--- Description of the task ---
Your answer should be the number of lines in the listing that hold the string "time", with no other words.
::::::::
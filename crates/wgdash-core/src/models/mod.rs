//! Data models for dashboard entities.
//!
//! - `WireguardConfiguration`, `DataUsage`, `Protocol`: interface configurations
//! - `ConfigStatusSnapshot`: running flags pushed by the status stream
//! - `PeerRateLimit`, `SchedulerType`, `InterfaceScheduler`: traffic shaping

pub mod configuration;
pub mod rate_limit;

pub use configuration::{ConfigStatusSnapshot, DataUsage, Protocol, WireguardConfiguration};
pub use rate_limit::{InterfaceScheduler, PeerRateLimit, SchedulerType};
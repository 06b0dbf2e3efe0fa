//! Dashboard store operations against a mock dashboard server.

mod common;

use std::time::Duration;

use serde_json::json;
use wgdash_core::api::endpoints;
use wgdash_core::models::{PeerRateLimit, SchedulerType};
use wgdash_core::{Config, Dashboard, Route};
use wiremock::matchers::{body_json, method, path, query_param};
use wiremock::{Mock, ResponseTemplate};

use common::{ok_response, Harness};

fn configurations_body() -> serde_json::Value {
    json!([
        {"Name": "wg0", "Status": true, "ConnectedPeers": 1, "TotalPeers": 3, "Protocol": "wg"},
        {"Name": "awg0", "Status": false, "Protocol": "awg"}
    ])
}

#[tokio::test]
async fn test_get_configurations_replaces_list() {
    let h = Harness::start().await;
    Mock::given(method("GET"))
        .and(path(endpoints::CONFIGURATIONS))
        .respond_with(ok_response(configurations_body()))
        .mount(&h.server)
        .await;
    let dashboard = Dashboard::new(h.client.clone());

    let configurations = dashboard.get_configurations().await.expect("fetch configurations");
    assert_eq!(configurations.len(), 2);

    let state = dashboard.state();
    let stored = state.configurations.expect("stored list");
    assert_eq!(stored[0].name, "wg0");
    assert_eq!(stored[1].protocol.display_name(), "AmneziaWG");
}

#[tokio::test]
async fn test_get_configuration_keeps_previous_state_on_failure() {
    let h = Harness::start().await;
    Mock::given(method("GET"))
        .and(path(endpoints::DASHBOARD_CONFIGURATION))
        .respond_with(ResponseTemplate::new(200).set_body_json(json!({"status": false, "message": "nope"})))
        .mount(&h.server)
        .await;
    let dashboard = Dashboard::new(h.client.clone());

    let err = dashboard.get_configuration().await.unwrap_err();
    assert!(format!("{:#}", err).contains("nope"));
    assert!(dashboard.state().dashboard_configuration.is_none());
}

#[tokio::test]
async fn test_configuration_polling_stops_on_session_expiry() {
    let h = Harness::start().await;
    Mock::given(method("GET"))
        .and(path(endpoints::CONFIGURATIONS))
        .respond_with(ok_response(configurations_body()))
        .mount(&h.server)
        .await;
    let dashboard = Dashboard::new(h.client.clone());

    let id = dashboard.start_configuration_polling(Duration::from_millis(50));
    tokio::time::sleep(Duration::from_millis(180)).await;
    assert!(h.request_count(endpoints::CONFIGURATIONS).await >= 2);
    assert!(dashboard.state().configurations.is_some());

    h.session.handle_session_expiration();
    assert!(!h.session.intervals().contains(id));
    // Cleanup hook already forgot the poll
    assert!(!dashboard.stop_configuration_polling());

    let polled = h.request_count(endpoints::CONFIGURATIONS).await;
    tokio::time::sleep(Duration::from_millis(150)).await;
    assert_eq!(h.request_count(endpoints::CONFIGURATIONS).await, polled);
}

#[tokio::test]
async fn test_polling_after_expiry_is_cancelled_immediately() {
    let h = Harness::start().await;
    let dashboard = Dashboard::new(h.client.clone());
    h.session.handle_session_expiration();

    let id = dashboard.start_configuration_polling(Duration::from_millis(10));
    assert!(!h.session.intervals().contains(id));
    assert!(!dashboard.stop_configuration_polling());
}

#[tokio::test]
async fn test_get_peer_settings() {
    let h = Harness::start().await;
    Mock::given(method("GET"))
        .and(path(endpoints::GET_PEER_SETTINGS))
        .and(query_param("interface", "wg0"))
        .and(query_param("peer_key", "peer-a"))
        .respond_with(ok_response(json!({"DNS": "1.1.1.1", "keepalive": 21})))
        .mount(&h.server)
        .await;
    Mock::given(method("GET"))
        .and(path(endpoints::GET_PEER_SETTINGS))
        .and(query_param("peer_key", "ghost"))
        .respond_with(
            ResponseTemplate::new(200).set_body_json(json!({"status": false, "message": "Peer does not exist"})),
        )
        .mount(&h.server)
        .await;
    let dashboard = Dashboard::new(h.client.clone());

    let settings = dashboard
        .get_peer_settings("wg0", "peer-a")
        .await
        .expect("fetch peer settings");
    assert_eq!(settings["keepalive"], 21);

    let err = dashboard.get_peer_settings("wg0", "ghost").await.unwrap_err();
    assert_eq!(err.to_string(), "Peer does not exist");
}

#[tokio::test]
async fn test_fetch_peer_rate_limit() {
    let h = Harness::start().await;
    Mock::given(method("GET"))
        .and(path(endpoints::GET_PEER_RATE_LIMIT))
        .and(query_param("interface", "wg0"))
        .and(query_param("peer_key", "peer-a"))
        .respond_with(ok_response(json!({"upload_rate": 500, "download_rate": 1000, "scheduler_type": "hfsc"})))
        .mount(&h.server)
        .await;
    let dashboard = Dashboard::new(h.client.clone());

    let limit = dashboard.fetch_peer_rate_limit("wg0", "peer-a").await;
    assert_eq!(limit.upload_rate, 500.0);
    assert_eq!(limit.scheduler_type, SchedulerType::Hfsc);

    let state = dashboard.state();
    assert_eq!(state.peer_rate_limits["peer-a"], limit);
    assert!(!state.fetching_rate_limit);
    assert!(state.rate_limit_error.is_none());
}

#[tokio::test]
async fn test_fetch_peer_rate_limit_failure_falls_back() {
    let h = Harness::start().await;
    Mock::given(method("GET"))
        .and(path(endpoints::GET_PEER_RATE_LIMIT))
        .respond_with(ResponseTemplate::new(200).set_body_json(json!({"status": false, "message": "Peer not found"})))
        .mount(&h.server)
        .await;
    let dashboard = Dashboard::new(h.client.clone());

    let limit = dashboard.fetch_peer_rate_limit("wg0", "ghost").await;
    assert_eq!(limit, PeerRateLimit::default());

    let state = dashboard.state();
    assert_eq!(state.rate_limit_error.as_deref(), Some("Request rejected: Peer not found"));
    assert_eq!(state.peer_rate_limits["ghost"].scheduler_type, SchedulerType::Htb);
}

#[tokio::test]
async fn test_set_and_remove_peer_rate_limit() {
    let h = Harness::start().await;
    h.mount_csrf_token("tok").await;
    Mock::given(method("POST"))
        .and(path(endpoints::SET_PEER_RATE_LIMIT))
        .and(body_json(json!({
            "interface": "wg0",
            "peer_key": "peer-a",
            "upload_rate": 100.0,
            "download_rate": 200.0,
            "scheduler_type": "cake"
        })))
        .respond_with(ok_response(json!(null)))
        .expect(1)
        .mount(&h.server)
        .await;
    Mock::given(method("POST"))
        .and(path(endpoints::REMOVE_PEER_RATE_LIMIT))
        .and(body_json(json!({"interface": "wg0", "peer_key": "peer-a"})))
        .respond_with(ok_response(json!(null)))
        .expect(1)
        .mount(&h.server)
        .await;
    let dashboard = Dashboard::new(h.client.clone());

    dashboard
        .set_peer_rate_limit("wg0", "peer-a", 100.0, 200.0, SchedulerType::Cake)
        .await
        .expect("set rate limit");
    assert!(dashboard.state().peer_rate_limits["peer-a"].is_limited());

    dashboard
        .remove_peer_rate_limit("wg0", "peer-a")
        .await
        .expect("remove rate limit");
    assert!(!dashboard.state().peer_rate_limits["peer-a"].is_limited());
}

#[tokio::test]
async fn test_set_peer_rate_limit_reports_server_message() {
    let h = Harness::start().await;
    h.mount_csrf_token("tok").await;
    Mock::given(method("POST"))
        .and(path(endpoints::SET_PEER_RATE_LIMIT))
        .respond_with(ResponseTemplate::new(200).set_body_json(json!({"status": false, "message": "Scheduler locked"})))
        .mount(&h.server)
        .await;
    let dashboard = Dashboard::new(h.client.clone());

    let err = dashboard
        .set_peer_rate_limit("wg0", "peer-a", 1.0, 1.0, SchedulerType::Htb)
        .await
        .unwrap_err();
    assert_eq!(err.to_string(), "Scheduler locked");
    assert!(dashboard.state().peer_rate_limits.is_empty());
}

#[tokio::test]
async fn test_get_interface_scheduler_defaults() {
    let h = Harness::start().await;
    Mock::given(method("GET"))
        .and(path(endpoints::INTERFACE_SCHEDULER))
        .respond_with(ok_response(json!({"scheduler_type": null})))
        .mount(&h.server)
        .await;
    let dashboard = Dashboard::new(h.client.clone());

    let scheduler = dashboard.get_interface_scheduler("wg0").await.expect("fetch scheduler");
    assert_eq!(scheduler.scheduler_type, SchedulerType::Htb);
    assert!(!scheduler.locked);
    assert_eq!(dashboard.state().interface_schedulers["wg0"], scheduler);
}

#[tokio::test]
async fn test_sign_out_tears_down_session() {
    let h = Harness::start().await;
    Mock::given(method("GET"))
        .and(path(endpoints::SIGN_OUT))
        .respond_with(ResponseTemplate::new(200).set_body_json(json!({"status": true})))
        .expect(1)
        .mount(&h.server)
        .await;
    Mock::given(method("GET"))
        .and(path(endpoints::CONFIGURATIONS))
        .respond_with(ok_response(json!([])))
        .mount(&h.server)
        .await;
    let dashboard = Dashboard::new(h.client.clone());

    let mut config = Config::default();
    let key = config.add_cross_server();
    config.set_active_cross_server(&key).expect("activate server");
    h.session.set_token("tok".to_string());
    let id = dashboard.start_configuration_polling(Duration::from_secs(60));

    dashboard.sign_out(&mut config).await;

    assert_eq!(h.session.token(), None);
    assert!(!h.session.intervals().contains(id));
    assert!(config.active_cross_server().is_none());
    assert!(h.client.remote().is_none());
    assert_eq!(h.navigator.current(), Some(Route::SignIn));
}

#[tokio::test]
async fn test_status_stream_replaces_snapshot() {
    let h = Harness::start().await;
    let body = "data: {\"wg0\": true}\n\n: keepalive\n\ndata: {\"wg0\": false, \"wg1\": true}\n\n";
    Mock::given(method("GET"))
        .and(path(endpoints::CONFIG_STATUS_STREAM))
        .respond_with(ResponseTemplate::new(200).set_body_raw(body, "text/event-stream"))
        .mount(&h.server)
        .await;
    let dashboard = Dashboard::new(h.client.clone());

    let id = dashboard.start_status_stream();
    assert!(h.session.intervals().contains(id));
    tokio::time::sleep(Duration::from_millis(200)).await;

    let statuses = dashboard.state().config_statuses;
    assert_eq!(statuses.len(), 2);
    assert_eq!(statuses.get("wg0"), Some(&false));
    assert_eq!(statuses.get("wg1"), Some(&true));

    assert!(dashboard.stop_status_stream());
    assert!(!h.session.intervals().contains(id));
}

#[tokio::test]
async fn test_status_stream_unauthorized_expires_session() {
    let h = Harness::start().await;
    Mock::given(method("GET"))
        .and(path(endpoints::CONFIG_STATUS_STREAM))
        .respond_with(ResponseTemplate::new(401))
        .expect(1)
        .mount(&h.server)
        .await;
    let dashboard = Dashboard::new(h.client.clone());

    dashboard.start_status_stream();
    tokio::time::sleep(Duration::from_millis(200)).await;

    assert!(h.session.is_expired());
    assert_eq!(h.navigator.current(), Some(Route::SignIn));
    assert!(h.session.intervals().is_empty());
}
::::::::
--- Exercise answer ---
5